Гном, ценивший своё здоровье не меньше меня, отбросив непустой котелок, проворно рухнул ничком, доверяя моему боевому опыту.
А я бегал среди своих обозников, орал им в упор, толкал их, сбивал подсечками, делая как можно более страшное лицо. Охранники обоза, служившие в армии, привыкшие к слепому повиновению, оказались более расторопными, а вот мужики-возницы явно тупили. Я с тоской смотрел на солдат, вскочивших и стоявших к нам спиной, пялясь в серое небо, прикрывая глаза ладошкой. Многие видели мою беготню, но лишь изумлённо таращились.
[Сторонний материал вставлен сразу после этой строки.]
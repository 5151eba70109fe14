use core::net::Ipv4Addr;

use crate::consts::{
    DATA_PACKET_MAX_SIZE, DMX_UNIVERSE_SIZE, E131_DEFAULT_PORT, SOURCE_LOSS_TIMEOUT_MILLIS,
};
use crate::data_packet::{DataPacket, SourceName};
use crate::merge::{merge_universe, MergedFrame};
use crate::output::OutputSink;
use crate::source_cid::SourceCid;
use crate::source_table::{AdmitResult, SourceTable};
use crate::transport::UdpTransport;
use crate::types::{ConfigError, DmxData, MergeMode, Priority, SourceLossPolicy, Universe};

/// Startup configuration of a [SacnBridge].
#[derive(Debug, Clone)]
pub struct BridgeConfig {
    /// The component identifier stamped into outgoing packets and used
    /// to drop our own multicast loopback.
    pub cid: SourceCid,
    /// The name stamped into outgoing packets.
    pub source_name: SourceName,
    pub merge_mode: MergeMode,
    pub source_loss_policy: SourceLossPolicy,
    pub source_loss_timeout_millis: u32,
}

impl BridgeConfig {
    /// Protocol defaults: HTP merge, hold the last frame on source loss,
    /// 2.5 second source loss timeout.
    pub fn new(cid: SourceCid) -> Self {
        let mut source_name = SourceName::new();
        source_name.push_str("sacn-bridge").unwrap();

        Self {
            cid,
            source_name,
            merge_mode: MergeMode::default(),
            source_loss_policy: SourceLossPolicy::default(),
            source_loss_timeout_millis: SOURCE_LOSS_TIMEOUT_MILLIS,
        }
    }
}

/// Configuration of one local DMX input port.
#[derive(Debug, Copy, Clone)]
pub struct InputPortConfig {
    /// The universe outgoing packets are addressed to.
    pub universe: Universe,
    pub priority: Priority,
    /// Where outgoing packets are sent.
    pub destination: Ipv4Addr,
}

impl InputPortConfig {
    /// A port transmitting to the universe's multicast group.
    pub fn multicast(universe: Universe, priority: Priority) -> Self {
        Self {
            universe,
            priority,
            destination: universe.multicast_addr(),
        }
    }
}

/// Counters over everything the bridge dropped, accepted or sent.
/// Protocol level conditions are non fatal and only show up here.
#[derive(Debug, Default, Copy, Clone)]
#[cfg_attr(feature = "defmt", derive(defmt::Format))]
pub struct BridgeStats {
    /// Datagrams that failed E1.31 decoding.
    pub malformed_packets: u32,
    /// Packets carrying our own cid.
    pub loopback_packets: u32,
    /// Packets flagged as preview data.
    pub preview_packets: u32,
    /// Packets for universes without a configured output.
    pub unknown_universe_packets: u32,
    /// Packets rejected by the sequence window.
    pub out_of_order_packets: u32,
    /// Packets dropped because every sender slot was taken.
    pub sources_exceeded: u32,
    /// Packets that created or refreshed a source entry.
    pub accepted_packets: u32,
    /// Sources dropped by the loss timeout.
    pub timed_out_sources: u32,
    /// Sources removed after announcing stream termination.
    pub terminated_sources: u32,
    /// Packets transmitted on the local DMX input path.
    pub sent_packets: u32,
}

/// Errors that can escape the bridge. Protocol level conditions never
/// do, they are counted in [BridgeStats] instead.
#[derive(Debug)]
#[cfg_attr(feature = "defmt", derive(defmt::Format))]
pub enum BridgeError<TransportError, SinkError> {
    /// Fewer bytes were sent than the serialized packet holds.
    TruncatedSend,
    /// A transport specific error occurred.
    TransportError(TransportError),
    /// A sink specific error occurred.
    SinkError(SinkError),
}

impl<TransportError: core::fmt::Display, SinkError: core::fmt::Display> core::fmt::Display
    for BridgeError<TransportError, SinkError>
{
    fn fmt(&self, f: &mut core::fmt::Formatter<'_>) -> core::fmt::Result {
        match self {
            BridgeError::TruncatedSend => write!(f, "fewer bytes were sent than requested"),
            BridgeError::TransportError(error) => core::fmt::Display::fmt(error, f),
            BridgeError::SinkError(error) => core::fmt::Display::fmt(error, f),
        }
    }
}

#[cfg(feature = "std")]
impl<
        TransportError: core::fmt::Display + core::fmt::Debug,
        SinkError: core::fmt::Display + core::fmt::Debug,
    > std::error::Error for BridgeError<TransportError, SinkError>
{
}

#[derive(Debug)]
struct OutputUniverse {
    universe: Universe,
    frame: MergedFrame,
}

struct InputPort {
    universe: Universe,
    priority: Priority,
    destination: Ipv4Addr,
    sequence_number: u8,
    enabled: bool,
}

/// The structure to build an E1.31 to DMX bridge.
///
/// `PORTS` bounds the configurable output universes and input ports,
/// `SOURCES` the concurrent senders tracked per universe. The bridge is
/// single threaded and run to completion, time only enters through the
/// `now_millis` parameters which must come from one monotonic clock.
pub struct SacnBridge<T: UdpTransport, O: OutputSink, const PORTS: usize, const SOURCES: usize> {
    transport: T,
    output: O,
    cid: SourceCid,
    source_name: SourceName,
    merge_mode: MergeMode,
    source_loss_policy: SourceLossPolicy,
    source_table: SourceTable<PORTS, SOURCES>,
    outputs: heapless::Vec<OutputUniverse, PORTS>,
    input_ports: heapless::Vec<InputPort, PORTS>,
    stats: BridgeStats,
}

impl<T: UdpTransport, O: OutputSink, const PORTS: usize, const SOURCES: usize>
    SacnBridge<T, O, PORTS, SOURCES>
{
    /// Creates a new [SacnBridge].
    pub fn new(transport: T, output: O, config: BridgeConfig) -> Self {
        Self {
            transport,
            output,
            cid: config.cid,
            source_name: config.source_name,
            merge_mode: config.merge_mode,
            source_loss_policy: config.source_loss_policy,
            source_table: SourceTable::new(config.source_loss_timeout_millis),
            outputs: heapless::Vec::new(),
            input_ports: heapless::Vec::new(),
            stats: BridgeStats::default(),
        }
    }

    /// Registers a universe to receive, merge and forward to the sink.
    /// The embedder is responsible for joining its multicast group.
    pub fn add_output_universe(&mut self, universe: Universe) -> Result<(), ConfigError> {
        self.source_table.add_universe(universe)?;
        self.outputs
            .push(OutputUniverse {
                universe,
                frame: MergedFrame::new(),
            })
            .unwrap();

        Ok(())
    }

    /// Registers a local DMX input port. Ports start out enabled and are
    /// addressed by their registration index.
    pub fn add_input_port(&mut self, config: InputPortConfig) -> Result<(), ConfigError> {
        self.input_ports
            .push(InputPort {
                universe: config.universe,
                priority: config.priority,
                destination: config.destination,
                sequence_number: 0,
                enabled: true,
            })
            .map_err(|_| ConfigError::TooManyInputPorts)
    }

    /// Disabled ports ignore incoming samples. Unknown indexes are ignored.
    pub fn set_input_port_enabled(&mut self, port_index: usize, enabled: bool) {
        if let Some(port) = self.input_ports.get_mut(port_index) {
            port.enabled = enabled;
        }
    }

    /// Receives and processes at most one waiting datagram. Call this
    /// function as often as you can.
    ///
    /// Returns false if no datagram was waiting.
    pub fn poll(
        &mut self,
        now_millis: u64,
    ) -> Result<bool, BridgeError<T::TransportError, O::SinkError>> {
        let mut buffer = [0; DATA_PACKET_MAX_SIZE];

        let received = self
            .transport
            .try_receive(&mut buffer)
            .map_err(BridgeError::TransportError)?;

        match received {
            Some((size, sender)) => {
                self.handle_packet(&buffer[..size], sender, now_millis)?;
                Ok(true)
            },
            None => Ok(false),
        }
    }

    /// Processes one received datagram.
    ///
    /// Malformed datagrams and every other protocol level condition are
    /// counted, never returned, so a hostile network cannot take the
    /// bridge down. Only sink errors surface. The sender address is
    /// accepted for symmetry with the transport but not consulted,
    /// senders are identified by their cid.
    pub fn handle_packet(
        &mut self,
        buffer: &[u8],
        _sender: Ipv4Addr,
        now_millis: u64,
    ) -> Result<(), BridgeError<T::TransportError, O::SinkError>> {
        let packet = match DataPacket::deserialize(buffer) {
            Ok(packet) => packet,
            Err(_) => {
                self.stats.malformed_packets += 1;
                return Ok(());
            },
        };

        if packet.cid == self.cid {
            self.stats.loopback_packets += 1;
            return Ok(());
        }

        if packet.preview_data {
            self.stats.preview_packets += 1;
            return Ok(());
        }

        let universe = packet.universe;

        // stale senders leave before the packet is judged
        let stats = &mut self.stats;
        let evicted = self
            .source_table
            .expire_universe(universe, now_millis, |_, _| {
                stats.timed_out_sources += 1;
            });

        let admitted = self.source_table.admit(
            universe,
            packet.cid,
            packet.priority,
            packet.sequence_number,
            &packet.dmx_data,
            packet.stream_terminated,
            now_millis,
        );

        match admitted {
            AdmitResult::NewSource | AdmitResult::Updated => {
                self.stats.accepted_packets += 1;
                self.remerge(universe)?;
            },
            AdmitResult::Terminated => {
                self.remerge(universe)?;
                self.stats.terminated_sources += self.source_table.sweep_terminated(universe);
            },
            AdmitResult::OutOfOrder => {
                self.stats.out_of_order_packets += 1;
                if evicted > 0 {
                    self.remerge(universe)?;
                }
            },
            AdmitResult::TableFull => {
                self.stats.sources_exceeded += 1;
                if evicted > 0 {
                    self.remerge(universe)?;
                }
            },
            AdmitResult::UnknownUniverse => {
                self.stats.unknown_universe_packets += 1;
            },
        }

        Ok(())
    }

    /// Runs source loss expiry across every universe and pushes fresh
    /// frames for those that lost a sender. Call at least once a second.
    pub fn tick(
        &mut self,
        now_millis: u64,
    ) -> Result<(), BridgeError<T::TransportError, O::SinkError>> {
        let mut dirty: heapless::Vec<Universe, PORTS> = heapless::Vec::new();

        let stats = &mut self.stats;
        self.source_table.expire(now_millis, |universe, _| {
            stats.timed_out_sources += 1;
            if !dirty.contains(&universe) {
                dirty.push(universe).ok();
            }
        });

        for universe in dirty {
            self.remerge(universe)?;
        }

        Ok(())
    }

    /// Transmits locally captured channel data on an input port.
    ///
    /// Builds a data packet from the bridge identity and the port's
    /// universe, priority and next sequence number, then sends it to the
    /// port's destination on the E1.31 port. The sequence number advances
    /// even when the send fails. Unknown and disabled ports are ignored.
    /// Channel data beyond a full universe is truncated.
    pub fn handle_dmx_input(
        &mut self,
        port_index: usize,
        channels: &[u8],
    ) -> Result<(), BridgeError<T::TransportError, O::SinkError>> {
        let (universe, priority, destination, sequence_number) = {
            let port = match self.input_ports.get_mut(port_index) {
                Some(port) => port,
                None => return Ok(()),
            };

            if !port.enabled {
                return Ok(());
            }

            let sequence_number = port.sequence_number;
            port.sequence_number = port.sequence_number.wrapping_add(1);

            (
                port.universe,
                port.priority,
                port.destination,
                sequence_number,
            )
        };

        let channels = &channels[..channels.len().min(DMX_UNIVERSE_SIZE)];

        let packet = DataPacket {
            cid: self.cid,
            source_name: self.source_name.clone(),
            priority,
            sequence_number,
            stream_terminated: false,
            preview_data: false,
            universe,
            dmx_data: DmxData::from_slice(channels).unwrap(),
        };

        let binary = packet.serialize();
        let sent = self
            .transport
            .send_to(&binary, destination, E131_DEFAULT_PORT)
            .map_err(BridgeError::TransportError)?;

        if sent != binary.len() {
            return Err(BridgeError::TruncatedSend);
        }

        self.stats.sent_packets += 1;

        Ok(())
    }

    fn remerge(
        &mut self,
        universe: Universe,
    ) -> Result<(), BridgeError<T::TransportError, O::SinkError>> {
        let entries = self.source_table.entries_for(universe);
        let source_lost = !entries.iter().any(|entry| !entry.terminated);
        let merged = merge_universe(entries, self.merge_mode);

        let output = match self
            .outputs
            .iter_mut()
            .find(|output| output.universe == universe)
        {
            Some(output) => output,
            None => return Ok(()),
        };

        // An accepted zero channel frame is data. The loss policy only
        // covers losing every live sender.
        if source_lost {
            match self.source_loss_policy {
                SourceLossPolicy::HoldLast => return Ok(()),
                SourceLossPolicy::Blank => output.frame = MergedFrame::blank(),
            }
        } else {
            output.frame = merged;
        }

        self.output
            .set_output(universe, &output.frame)
            .map_err(BridgeError::SinkError)
    }

    /// Get the transport, for example to reconfigure the underlying socket.
    pub fn get_transport(&mut self) -> &mut T {
        &mut self.transport
    }

    /// Get the output sink.
    pub fn get_output(&mut self) -> &mut O {
        &mut self.output
    }

    /// Get the counters collected since startup.
    pub fn get_stats(&self) -> &BridgeStats {
        &self.stats
    }

    /// Get the frame most recently handed to the sink for a universe.
    pub fn get_merged_frame(&self, universe: Universe) -> Option<&MergedFrame> {
        self.outputs
            .iter()
            .find(|output| output.universe == universe)
            .map(|output| &output.frame)
    }

    /// Get the component identifier of this bridge.
    pub fn get_cid(&self) -> SourceCid {
        self.cid
    }

    /// Get the configured merge mode.
    pub fn get_merge_mode(&self) -> MergeMode {
        self.merge_mode
    }
}
binary_layout::binary_layout!(data_packet_layout, BigEndian, {
    // root layer
    preamble_size: u16,
    postamble_size: u16,
    acn_packet_identifier: [u8; 12],
    root_flags_length: u16,
    root_vector: u32,
    cid: [u8; 16],
    // framing layer
    framing_flags_length: u16,
    framing_vector: u32,
    source_name: [u8; 64],
    priority: u8,
    synchronization_address: u16,
    sequence_number: u8,
    options: u8,
    universe: u16,
    // dmp layer
    dmp_flags_length: u16,
    dmp_vector: u8,
    address_and_data_type: u8,
    first_property_address: u16,
    address_increment: u16,
    property_value_count: u16,
    property_values: [u8],
});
Между тем копья, потеряв начальную скорость, стали неумолимо клониться к земле, — на поле, занятое нашей армией. Собственно, правильнее назвать их толстыми, длинными стрелами, так как они имели жёсткое оперение, — не только заднее, но и боковое, для равновесия в дальнем полёте. Когда я увидел, что их толщина больше обычной, то пропали все сомнения: на нас летели облегчённые копья, начинённые адскими смесями. И без стальных наконечников.
Убедившись в последний момент, что никакой из этих нихельских подарков не воткнётся мне в зад, я бросился наземь, головой в сторону от реки.
Послышались резкие хлопки. Я успел услышать, как надо мной с визгом пронеслась пригоршня убийственного железа, а потом уже не слышал ничего. Вот теперь-то я до конца понял все рассказы Ведит про «воздушную волну» и «взрывы» и про то, как такая волна может убить человека. Когда погружаешься в глубину реки, то вода начинает постепенно всё сильнее давить на твое тело и закупоривает уши. А тут меня как будто мгновенно окунули в бездну: уши заткнуло воздушными пробками, и дыхание сорвалось. Я лишь грудью ощущал безжалостные удары по несчастной земле и прикидывал, когда будет самый последний, когда же закончится этот жуткий ад.
Наконец, земные содрогания прекратились. Я кое-как встал на карачки и огляделся. По траве стелился горький, белый химический дым, скрывая подробности, но картина всё равно вырисовывалась плачевная: почти все лежат, а те, кто начал подниматься, имели жалкий вид. Я поднялся во весь рост и понял, в чём дело: меня затошнило, голова закружилась, и я пошёл, как пьяный, никак не в силах удерживать равновесие. Голову словно ватой закупорили; я разевал рот, глотая рваный воздух, как воду, ковырял пальцами в ушах — бесполезно: слух оставался плохой.
Я видел убитых: в них не торчали стрелы или обломки оружия, у них не имелось рубленых ран, но, тем не менее, они лежали мертвыми, безо всякого сомнения. Если у крестьян на рубахах свежие пятна крови выделялись вполне отчётливо — как будто их беззащитные тела кто-то яростно истыкал шилом, — то у воинов «лишние» дырки на доспехах разглядеть очень сложно.
Я впервые увидел раненого, у которого шла кровь из носа и ушей — для меня это было в диковинку. Ошеломлённый воин сидел на коленях, качаясь, как часовой маятник, прижав ладони к щекам, и тихо, на одной ноте, ныл себе под нос.
Я разыскал вставшего Гнома и, бессильно повиснув у него на плече, закричал прямо ему в ухо, думая, что он тоже оглохший:
— Гном, давай собирай всех наших и двигайте к обозу. Ни одного раненого не оставлять. Ты понял?
Я зыркнул взглядом на вскочившего Гвоздя:
— И чтобы никто не драпал, сломя голову! Будем уезжать на своих телегах, а не пешком. Ты понял меня, Гном?!